WASHINGTON — Americans are increasingly anxious about the nation’s economy as the Bush administration gets under way, according to an Associated Press poll. Faith in the stock market as a safe place to put money has dropped as well.
Only a third of Americans expect their family finances to be better in a year, said the AP Poll – a big drop from last spring when more than half felt that way. And more than half now say if they had a thousand dollars, it would be a bad idea to put it in the stock market. A strong majority said last spring that they would invest the money.
By a 57-39 margin, women now feel that investing the money would be a bad idea, while men are about evenly split, according to the AP survey, which was conducted by ICR of Media, Pa.
“No way, things are too shaky,” said Delores Sapeta, a 72-year-old retiree from Middletown, in north central California.
“I might have been willing to invest it maybe a year or two ago,” said Charles Odom, a 32-year-old paint contractor from North Wilkesboro in western North Carolina. “Now the market goes up, then it drops right back down.”
Just over two in 10 Americans have a lot of confidence in Bush’s ability to deal with the economy, the poll indicated, while just over four in 10 have some confidence and almost three in 10 have no real confidence. That’s similar to the public’s confidence in President-elect Clinton eight years ago. The number with no confidence in Bush on the economy is slightly higher than the one in eight who felt that way about President-elect Reagan in 1980.

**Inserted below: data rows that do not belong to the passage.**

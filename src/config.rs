//! Fetch configuration.
//!
//! `FetchConfig` carries the list of URLs the coordinator fans out over and the
//! identity of the shared HTTP client. The default configuration is the fixed
//! three-site list the binary runs with.
//!
//! # Examples
//!
//! ## Use defaults
//! ```rust
//! use url_fanout::config::FetchConfig;
//! let cfg = FetchConfig::default();
//! assert_eq!(cfg.urls.len(), 3);
//! ```
//!
//! ## Customize with the builder
//! ```rust
//! use url_fanout::config::FetchConfig;
//! # fn main() -> Result<(), Box<dyn std::error::Error>> {
//! let cfg = FetchConfig::builder()
//!     .urls(["https://example.com", "https://rust-lang.org"])
//!     .user_agent("my-agent/0.1")
//!     .build()?; // returns Result<FetchConfig, ConfigError>
//! # Ok(()) }
//! ```
//!
//! # Errors
//!
//! Builder validation returns [`ConfigError`] when a URL does not parse, uses a
//! scheme other than `http`/`https`, or when the user agent is empty. An empty
//! URL list is accepted.

use crate::errors::ConfigError;

const DEFAULT_USER_AGENT: &str = "url-fanout/0.1";

/// URLs fetched when no other list is supplied.
pub const DEFAULT_URLS: [&str; 3] = [
    "https://example.com",
    "https://example.org",
    "https://example.net",
];

#[derive(Debug, Clone)]
pub struct FetchConfig {
    /// URLs to fetch, one task per entry
    pub urls: Vec<String>,
    /// User agent string for HTTP requests
    pub user_agent: String,
}

impl Default for FetchConfig {
    fn default() -> Self {
        Self {
            urls: DEFAULT_URLS.iter().map(|u| u.to_string()).collect(),
            user_agent: DEFAULT_USER_AGENT.to_string(),
        }
    }
}

impl FetchConfig {
    pub fn builder() -> FetchConfigBuilder {
        FetchConfigBuilder::default()
    }
}

/// Builder for [`FetchConfig`].
#[derive(Debug, Clone, Default)]
pub struct FetchConfigBuilder {
    inner: FetchConfig,
}

impl FetchConfigBuilder {
    #[inline]
    fn map(mut self, f: impl FnOnce(&mut FetchConfig)) -> Self {
        f(&mut self.inner);
        self
    }

    /// Replaces the URL list.
    pub fn urls<I, S>(self, urls: I) -> Self
    where
        I: IntoIterator<Item = S>,
        S: Into<String>,
    {
        let urls = urls.into_iter().map(Into::into).collect();
        self.map(|c| c.urls = urls)
    }

    /// Appends a single URL to the list.
    pub fn url<S: Into<String>>(self, url: S) -> Self { self.map(|c| c.urls.push(url.into())) }
    pub fn user_agent<S: Into<String>>(self, ua: S) -> Self { self.map(|c| c.user_agent = ua.into()) }

    /// Validate and build the final config.
    pub fn build(self) -> Result<FetchConfig, ConfigError> {
        validate(&self.inner)?;
        Ok(self.inner)
    }
}

// ---------- Validation ----------

fn validate(c: &FetchConfig) -> Result<(), ConfigError> {
    for raw in &c.urls {
        let parsed = url::Url::parse(raw).map_err(|e| ConfigError::InvalidUrl {
            url: raw.clone(),
            reason: e.to_string(),
        })?;

        if !matches!(parsed.scheme(), "http" | "https") {
            return Err(ConfigError::UnsupportedScheme {
                url: raw.clone(),
                scheme: parsed.scheme().to_string(),
            });
        }
    }
    if c.user_agent.trim().is_empty() {
        return Err(ConfigError::EmptyUserAgent);
    }
    Ok(())
}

The confidence shown in Bush’s ability to handle the economy closely follows partisan lines. Just over half of Republicans said they have a lot of confidence in Bush on the economy, while almost half of Democrats have no confidence.
Just under a fourth of independents said they have a lot of confidence and half said they have some confidence, while a fourth have no confidence in Bush to handle the economy. Half of black Americans said they have no confidence, and just over a third of those who make less then $50,000 felt that way.
Economic reports that could cause nervousness have been mounting:
• Retailers just announced they had their weakest holiday sales in a decade.
• Worries about future job growth and the economy pushed consumer confidence in December to its lowest level in two years.
• The Federal Reserve unexpectedly lowered a key interest rate this month.
Many in the public have noticed such developments.
“It looks like my family finances are going to be worse in a year,” said Kimberly Armstrong, a 25-year-old mother of two young children from Louisville, Ky. “I get that feeling from the news reports, from technology stocks going down. ...”
Entering this uncertain economic climate will be Bush, who has cautioned several times that he’s seen signs of economic trouble on the horizon.
As he prepares for the presidency, just over half in this poll, 52 percent, said they approve of the way he’s handling the transition, while about a third, 31 percent, said they do not approve. That’s slightly lower than the six in 10 Americans who approved of President-elect Clinton’s transition at a similar point eight years ago.
“In the sense that he seems to be picking people, with a couple of exceptions, who are qualified to take the Cabinet positions, I think he’s doing a fairly good job in the transition,” said Cliff Reynolds, a 53-year-old high school science teacher from Parker, Colo., just southeast of Denver. “I don’t have much confidence in his abilities to take us through the next four years, but it appears he has selected some good people.”
A plurality in the poll, 46 percent, said they felt the country is on the wrong track, while 41 percent said it is headed in the right direction. Late last year, the situation was about reversed, with a plurality saying the country was headed in the right direction.
Republicans felt the country was going in the right direction by a 2-1 margin, Democrats felt at least as strongly that it was on the wrong track. Only 38 percent of independents felt the country was headed in the right direction, with 47 percent saying it was on the wrong track.
That public response can reflect varying concerns, from anxiety about the country’s economic health, to troubles overseas to the moral direction of the country.
Armstrong, of Louisville, said her role as a mother influences her concern that the country is not on track.
“Things are definitely headed in the wrong direction, morally speaking,” she said. “Things are just out of control.”